Existe um jeito bem específico de escolher opcionais - chamam de “list-bottom” - que só uma parcela muito endinheirada consegue praticar, mesmo que o resto de nós esteja a um passo de jantar o cachorro e aquecer a casa espremendo parentes idosos num fogão a lenha doméstico. A ideia é simples: ignore o que é mais “em conta” no topo da lista, role direto até o maior motor e a etiqueta de preço mais capaz de saltar os olhos, e pronto.

“Quero a versão mais cara/mais rápida, com absolutamente tudo” é o mantra. Só que quase nunca vem acompanhado de um “por favor”. No caso da BMW, já houve cliente fazendo questão de se certificar de que não haverá uma Série 7 V12 no topo da gama antes de se comprometer com “apenas” uma 750i, equipada com seu V8 biturbo de 4,4 litros.

Por que o BMW 730d faz mais sentido

Pois bem: eu diria que não há praticamente motivo nenhum para optar por qualquer motor a gasolina numa Série 7 nova - por maior que ele seja - quando existe a 730d. Deixe-me explicar.

A nova 730d traz o seis-em-linha turbodiesel de 3,0 litros, que tem tudo para ser considerado um dos melhores motores do planeta. Ele passou por uma revisão recente para ficar mais suave e mais bem acertado e, com isso, empurra a Série 7 de 1.865 kg de 0 a 100 km/h em pouco mais de 7,0 s e alcança 246 km/h. E isso com o câmbio automático padrão de seis marchas.

Melhor ainda: ela chega a 161 km/h em apenas 17,7 segundos, graças aos robustos 242 cv e 539 Nm. Em termos de arrancada de uma limusine, isso é tão rápido quanto qualquer hot hatch que você queira citar. Some a isso os 192 g/km e o fato de que, no teste, eu fiz média de 15,2 km/l - e fica difícil justificar qualquer outro motor. Até dá para chegar mais depressa, mas você vai ter de parar; e isso sem considerar que, no Reino Unido, é improvável conseguir usar com razoabilidade toda essa potência extra sem acabar preso - e ainda por cima dividindo cela com pedófilos.

Onde o novo Série 7 tropeça: direção e suspensão

Por isso, eu adoro motor e transmissão: eles entregam exatamente o que esperamos de uma BMW Série 7, tornando as escolhas fáceis de defender. Também gosto do visual, porque é simples gostar de um carro conservador - embora exista uma sensação vaga de que, para um modelo totalmente novo, ele não esteja exatamente rompendo limites.

Só que há problemas aqui - e eles definitivamente não são os que você costuma esperar de uma BMW.
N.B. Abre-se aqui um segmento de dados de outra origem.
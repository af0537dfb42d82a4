//! Output sinks
//!
//! A sink receives every payload a session produces. Each session owns its
//! sink and calls it from its timing loop only, so deliveries for one
//! viewer never overlap.

use crossbeam::channel::{unbounded, Receiver, Sender};

/// Errors reported by an output sink
#[derive(Debug, thiserror::Error)]
pub enum SinkError {
    /// Nobody is listening for this viewer any more
    #[error("Output for viewer '{0}' has no receiver")]
    Disconnected(String),

    /// Delivery failed for another reason
    #[error("Delivery failed: {0}")]
    Failed(String),
}

/// Destination of composed payloads
pub trait OutputSink: Send {
    /// Replace whatever `viewer` currently sees with `payload`
    fn deliver(&mut self, viewer: &str, payload: &str) -> Result<(), SinkError>;
}

impl<F> OutputSink for F
where
    F: FnMut(&str, &str) -> Result<(), SinkError> + Send,
{
    fn deliver(&mut self, viewer: &str, payload: &str) -> Result<(), SinkError> {
        self(viewer, payload)
    }
}

/// One delivered payload
#[derive(Debug, Clone, PartialEq, Eq)]
pub struct Delivery {
    /// Viewer the payload was composed for
    pub viewer: String,
    /// Marked-up text ready to display
    pub payload: String,
}

/// Forwards payloads into a crossbeam channel
#[derive(Debug, Clone)]
pub struct ChannelSink {
    sender: Sender<Delivery>,
}

impl ChannelSink {
    /// Sink plus the receiving end of its channel
    pub fn new() -> (Self, Receiver<Delivery>) {
        let (sender, receiver) = unbounded();
        (Self { sender }, receiver)
    }

    /// Sink sending into an existing channel
    pub fn from_sender(sender: Sender<Delivery>) -> Self {
        Self { sender }
    }
}

impl OutputSink for ChannelSink {
    fn deliver(&mut self, viewer: &str, payload: &str) -> Result<(), SinkError> {
        self.sender
            .send(Delivery {
                viewer: viewer.to_string(),
                payload: payload.to_string(),
            })
            .map_err(|_| SinkError::Disconnected(viewer.to_string()))
    }
}

/// Writes payloads to the log
#[derive(Debug, Clone, Copy)]
pub struct LogSink {
    level: log::Level,
}

impl LogSink {
    /// Sink logging every payload at `level`
    pub fn new(level: log::Level) -> Self {
        Self { level }
    }
}

impl Default for LogSink {
    fn default() -> Self {
        Self::new(log::Level::Info)
    }
}

impl OutputSink for LogSink {
    fn deliver(&mut self, viewer: &str, payload: &str) -> Result<(), SinkError> {
        log::log!(self.level, "[{}] payload ({} bytes):\n{}", viewer, payload.len(), payload);
        Ok(())
    }
}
A nova Série 7 não parece ter o mesmo talento ao volante da anterior. Em piso ruim, a direção apresenta uma oscilação estranha, algo que não combina com um cruzeiro grande e macio, e a suspensão parece um pouco mal calibrada. A Série 7 antiga parecia grande até você acelerar; aí ela “encolhia” e passava a ter tamanho de Série 5. Esta tem capacidade dinâmica, mas, em contrapartida, não funciona tão bem como carro de viagem nos outros 95% do tempo. É um raro deslize da BMW - e um deslize que impede a 730d de alcançar uma nota realmente alta.